Hai deciso di raccontare la storia di tua madre. È un modo di avere un contatto con lei?

Ho deciso di raccontare la storia di mia madre perché temevo di perdere i ricordi che ho di lei, questo libro è stato in un certo senso un dono che ho fatto ad entrambe: per ricompensarla in qualche modo di tutto quello che ha fatto per me e che mi ha dato e, per quanto riguarda me, per trattenere la sua memoria anche per i miei figli che non l’hanno mai conosciuta.

Perché “La chiamavano Nocciolina”?

Nocciolina era il modo in cui la chiamavano in famiglia perché aveva quest’aspetto alto e affusolato con i colori caldi delle noccioline, delle arachidi.

Quanto di te c’è nella sua storia?

C’è tanto di me nella storia, ci sono i miei ricordi, quelli di famiglia, la mia natura determinata che ho ereditato da mia madre, il suo sguardo severo forse, i suoi valori e le sue abitudini che sono diventate le mie… Mi ha insegnato molto e continuo a trarre insegnamenti dalle sue parole, che mi risuonano nella testa, e dai suoi gesti che sono indelebili.

Cosa vorresti che i tuoi figli imparassero dalla storia di tua madre?
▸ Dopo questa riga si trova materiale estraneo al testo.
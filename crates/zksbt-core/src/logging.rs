use tracing_subscriber::{
    fmt::{self, writer::BoxMakeWriter},
    prelude::*,
    EnvFilter,
};
use zksbt_types::{ZksbtError, ZksbtResult};

use crate::config::LoggingConfig;

/// Installs the global subscriber. `RUST_LOG` wins over the configured level.
pub fn init_logging(config: &LoggingConfig) -> ZksbtResult<()> {
    let env_filter = EnvFilter::try_from_default_env()
        .unwrap_or_else(|_| EnvFilter::new(config.level.to_string()));

    let (writer, ansi) = match &config.file {
        Some(path) => {
            let file = std::fs::OpenOptions::new()
                .create(true)
                .append(true)
                .open(path)
                .map_err(|e| ZksbtError::Config(format!("Failed to open log file: {}", e)))?;
            (BoxMakeWriter::new(std::sync::Mutex::new(file)), false)
        }
        None => (BoxMakeWriter::new(std::io::stdout), true),
    };

    let registry = tracing_subscriber::registry().with(env_filter);
    let result = if config.json {
        let layer = fmt::layer()
            .json()
            .with_writer(writer)
            .with_file(config.source_location)
            .with_line_number(config.source_location);
        if config.timestamps {
            registry.with(layer).try_init()
        } else {
            registry.with(layer.without_time()).try_init()
        }
    } else {
        let layer = fmt::layer()
            .with_writer(writer)
            .with_ansi(ansi)
            .with_file(config.source_location)
            .with_line_number(config.source_location);
        if config.timestamps {
            registry.with(layer).try_init()
        } else {
            registry.with(layer.without_time()).try_init()
        }
    };

    result.map_err(|e| ZksbtError::Config(format!("Failed to initialise logging: {}", e)))
}

#[cfg(test)]
mod tests {
    use super::*;

    #[test]
    fn test_second_init_fails() {
        let config = LoggingConfig::default();
        let _ = init_logging(&config);
        assert!(matches!(init_logging(&config), Err(ZksbtError::Config(_))));
    }
}
//! Credential addressing.
//!
//! A credential is addressed by `(category, attribute, id)` packed into one
//! 256-bit word:
//!
//! ```text
//! | 255 ..... 192 | 191 ........ 128 | 127 .......... 0 |
//! |   category    |  attribute code  |   allocated id   |
//! ```
//!
//! `(category, attribute)` alone names a pool. How an attribute is encoded
//! depends on the category and is decided here and nowhere else.

use ark_bn254::Fr;
use ethers::types::U256;
use serde::{Deserialize, Serialize};
use std::fmt;
use zksbt_crypto::{fr_from_be_bytes_mod_order, fr_to_be_bytes, keccak256};
use zksbt_types::{ClaimAddress, ZksbtError, ZksbtResult};

#[derive(Clone, Copy, Debug, PartialEq, Eq, Hash, PartialOrd, Ord, Serialize, Deserialize)]
#[serde(transparent)]
pub struct Category(pub u64);

impl Category {
    pub const ZKBAB: Category = Category(1);
    pub const ZKKYC: Category = Category(2);
    pub const POMP_ETH: Category = Category(12);
    pub const POMP_BNB: Category = Category(13);

    pub fn encoding(&self) -> AttributeEncoding {
        match *self {
            Category::POMP_ETH | Category::POMP_BNB => AttributeEncoding::Numeric,
            Category::ZKBAB => AttributeEncoding::None,
            _ => AttributeEncoding::Text,
        }
    }

    pub fn is_pomp(&self) -> bool {
        self.encoding() == AttributeEncoding::Numeric
    }
}

impl fmt::Display for Category {
    fn fmt(&self, f: &mut fmt::Formatter<'_>) -> fmt::Result {
        write!(f, "{}", self.0)
    }
}

/// Balance ranges accepted by the proof-of-membership categories.
pub const POMP_RANGES: [u64; 4] = [0, 1, 10, 100];

#[derive(Clone, Copy, Debug, PartialEq, Eq)]
pub enum AttributeEncoding {
    Numeric,
    Text,
    None,
}

#[derive(Clone, Debug, PartialEq, Eq, Hash, PartialOrd, Ord, Serialize, Deserialize)]
#[serde(rename_all = "lowercase", tag = "kind", content = "value")]
pub enum CredentialAttribute {
    Numeric(u64),
    Text(String),
    None,
}

impl CredentialAttribute {
    /// Parses the wire form of an attribute under `category`'s encoding.
    pub fn parse(category: Category, raw: &str) -> ZksbtResult<Self> {
        let attribute = match category.encoding() {
            AttributeEncoding::Numeric => {
                let value = raw.trim().parse::<u64>().map_err(|e| ZksbtError::InvalidAttribute {
                    category: category.0,
                    reason: format!("{:?} is not a number: {}", raw, e),
                })?;
                CredentialAttribute::Numeric(value)
            }
            AttributeEncoding::Text => CredentialAttribute::Text(raw.to_string()),
            AttributeEncoding::None => {
                if !raw.is_empty() {
                    return Err(ZksbtError::InvalidAttribute {
                        category: category.0,
                        reason: "category takes no attribute".into(),
                    });
                }
                CredentialAttribute::None
            }
        };
        attribute.validate_for(category)?;
        Ok(attribute)
    }

    pub fn validate_for(&self, category: Category) -> ZksbtResult<()> {
        let invalid = |reason: String| ZksbtError::InvalidAttribute {
            category: category.0,
            reason,
        };
        match (category.encoding(), self) {
            (AttributeEncoding::Numeric, CredentialAttribute::Numeric(value)) => {
                if category.is_pomp() && !POMP_RANGES.contains(value) {
                    return Err(invalid(format!("{} is not a supported range", value)));
                }
                Ok(())
            }
            (AttributeEncoding::Text, CredentialAttribute::Text(_)) => Ok(()),
            (AttributeEncoding::None, CredentialAttribute::None) => Ok(()),
            (expected, _) => Err(invalid(format!("expected {:?} attribute, got {}", expected, self))),
        }
    }

    /// 64-bit code stored in the middle of a packed address. Text is
    /// reduced to the first 8 bytes of its keccak256 digest.
    pub fn code(&self) -> u64 {
        match self {
            CredentialAttribute::Numeric(value) => *value,
            CredentialAttribute::Text(text) => {
                let digest = keccak256(text.as_bytes());
                let mut head = [0u8; 8];
                head.copy_from_slice(&digest[..8]);
                u64::from_be_bytes(head)
            }
            CredentialAttribute::None => 0,
        }
    }

    /// `keccak256(attribute) mod r`, the attribute term of a certified leaf.
    pub fn field_hash(&self) -> Fr {
        fr_from_be_bytes_mod_order(&keccak256(self.to_string().as_bytes()))
    }
}

impl fmt::Display for CredentialAttribute {
    fn fmt(&self, f: &mut fmt::Formatter<'_>) -> fmt::Result {
        match self {
            CredentialAttribute::Numeric(value) => write!(f, "{}", value),
            CredentialAttribute::Text(text) => write!(f, "{}", text),
            CredentialAttribute::None => Ok(()),
        }
    }
}

/// Names one pool: one Merkle tree, one salt.
#[derive(Clone, Debug, PartialEq, Eq, Hash, PartialOrd, Ord, Serialize, Deserialize)]
pub struct PoolKey {
    pub category: Category,
    pub attribute: CredentialAttribute,
}

impl PoolKey {
    pub fn new(category: Category, attribute: CredentialAttribute) -> ZksbtResult<Self> {
        attribute.validate_for(category)?;
        Ok(Self {
            category,
            attribute,
        })
    }

    pub fn pomp(category: Category, range: u64) -> ZksbtResult<Self> {
        Self::new(category, CredentialAttribute::Numeric(range))
    }

    pub fn metadata(&self) -> PoolMetadata {
        PoolMetadata {
            category: self.category,
            attribute_code: self.attribute.code(),
        }
    }

    pub fn descriptor(&self, id: u128) -> CredentialDescriptor {
        CredentialDescriptor {
            category: self.category,
            attribute: self.attribute.clone(),
            id,
        }
    }
}

impl fmt::Display for PoolKey {
    fn fmt(&self, f: &mut fmt::Formatter<'_>) -> fmt::Result {
        write!(f, "{}/{}", self.category, self.attribute)
    }
}

#[derive(Clone, Debug, PartialEq, Eq, Hash, Serialize, Deserialize)]
pub struct CredentialDescriptor {
    pub category: Category,
    pub attribute: CredentialAttribute,
    pub id: u128,
}

impl CredentialDescriptor {
    pub fn pool(&self) -> PoolKey {
        PoolKey {
            category: self.category,
            attribute: self.attribute.clone(),
        }
    }

    pub fn pack(&self) -> U256 {
        pack(self.category, &self.attribute, self.id)
    }
}

/// What survives `unpack`: the pool, without the id.
#[derive(Clone, Copy, Debug, PartialEq, Eq, Hash)]
pub struct PoolMetadata {
    pub category: Category,
    pub attribute_code: u64,
}

pub fn pack(category: Category, attribute: &CredentialAttribute, id: u128) -> U256 {
    (U256::from(category.0) << 192) | (U256::from(attribute.code()) << 128) | U256::from(id)
}

pub fn unpack(address: U256) -> PoolMetadata {
    PoolMetadata {
        category: Category((address >> 192).low_u64()),
        attribute_code: (address >> 128).low_u64(),
    }
}

/// Low 160 bits of a commitment. Lossy: callers must compare the full
/// commitment before treating two equal claim addresses as the same holder.
pub fn claim_address(commitment: &Fr) -> ClaimAddress {
    ClaimAddress::from_commitment_bytes(&fr_to_be_bytes(commitment))
}

#[cfg(test)]
mod tests {
    use super::*;
    use proptest::prelude::*;

    #[test]
    fn test_pack_pomp_pool() {
        let packed = pack(Category::POMP_ETH, &CredentialAttribute::Numeric(100), 1);
        let meta = unpack(packed);
        assert_eq!(meta.category, Category(12));
        assert_eq!(meta.attribute_code, 100);
        assert_eq!(packed.low_u128(), 1);
    }

    #[test]
    fn test_unpack_ignores_id() {
        let attr = CredentialAttribute::Text("KR".into());
        let a = pack(Category::ZKKYC, &attr, 1);
        let b = pack(Category::ZKKYC, &attr, u128::MAX);
        assert_ne!(a, b);
        assert_eq!(unpack(a), unpack(b));
    }

    #[test]
    fn test_category_encodings() {
        assert_eq!(Category::POMP_BNB.encoding(), AttributeEncoding::Numeric);
        assert_eq!(Category::ZKKYC.encoding(), AttributeEncoding::Text);
        assert_eq!(Category::ZKBAB.encoding(), AttributeEncoding::None);
        assert_eq!(Category(77).encoding(), AttributeEncoding::Text);
    }

    #[test]
    fn test_parse_attribute() {
        assert_eq!(
            CredentialAttribute::parse(Category::POMP_ETH, "10").unwrap(),
            CredentialAttribute::Numeric(10)
        );
        assert!(CredentialAttribute::parse(Category::POMP_ETH, "ten").is_err());
        assert!(CredentialAttribute::parse(Category::POMP_ETH, "5").is_err());
        assert_eq!(
            CredentialAttribute::parse(Category::ZKBAB, "").unwrap(),
            CredentialAttribute::None
        );
        assert!(CredentialAttribute::parse(Category::ZKBAB, "x").is_err());
    }

    #[test]
    fn test_pool_key_rejects_wrong_shape() {
        assert!(PoolKey::new(Category::ZKKYC, CredentialAttribute::Numeric(1)).is_err());
        assert!(PoolKey::pomp(Category::POMP_ETH, 100).is_ok());
    }

    #[test]
    fn test_text_code_is_keccak_prefix() {
        let attr = CredentialAttribute::Text("".into());
        // keccak256("") = c5d24601 86f7233c ...
        assert_eq!(attr.code(), 0xc5d2_4601_86f7_233c);
    }

    #[test]
    fn test_claim_address_collides_on_high_bits() {
        let low = Fr::from(0xdead_beefu64);
        let high = low + fr_from_be_bytes_mod_order(&{
            let mut b = [0u8; 32];
            b[0] = 0x01;
            b
        });
        assert_ne!(low, high);
        assert_eq!(claim_address(&low), claim_address(&high));
    }

    proptest! {
        #[test]
        fn prop_pack_unpack(category in any::<u64>(), code in any::<u64>(), id in any::<u128>()) {
            let meta = unpack(pack(Category(category), &CredentialAttribute::Numeric(code), id));
            prop_assert_eq!(meta.category, Category(category));
            prop_assert_eq!(meta.attribute_code, code);
        }
    }
}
Sicuramente vorrei che imparassero ad apprezzare i sacrifici che può fare una madre, ma anche la sua determinazione, la sua caparbietà e la sua umiltà che l’ha sempre contraddistinta, e soprattutto a rendersi conto che nulla è scontato nella vita e che le conquiste vanno inseguite, come i sogni.

Progetti per il futuro?

Al momento vivo una fase di cambiamento da un punto di vista lavorativo ma per il futuro continuerò a scrivere perché nella scrittura ritrovo me stessa, la mia pace interiore, è una sorta di rifugio e consolazione. Al momento ho un manoscritto in fase di valutazione da parte del mio editore, vedremo quel che accadrà. Dita incrociate!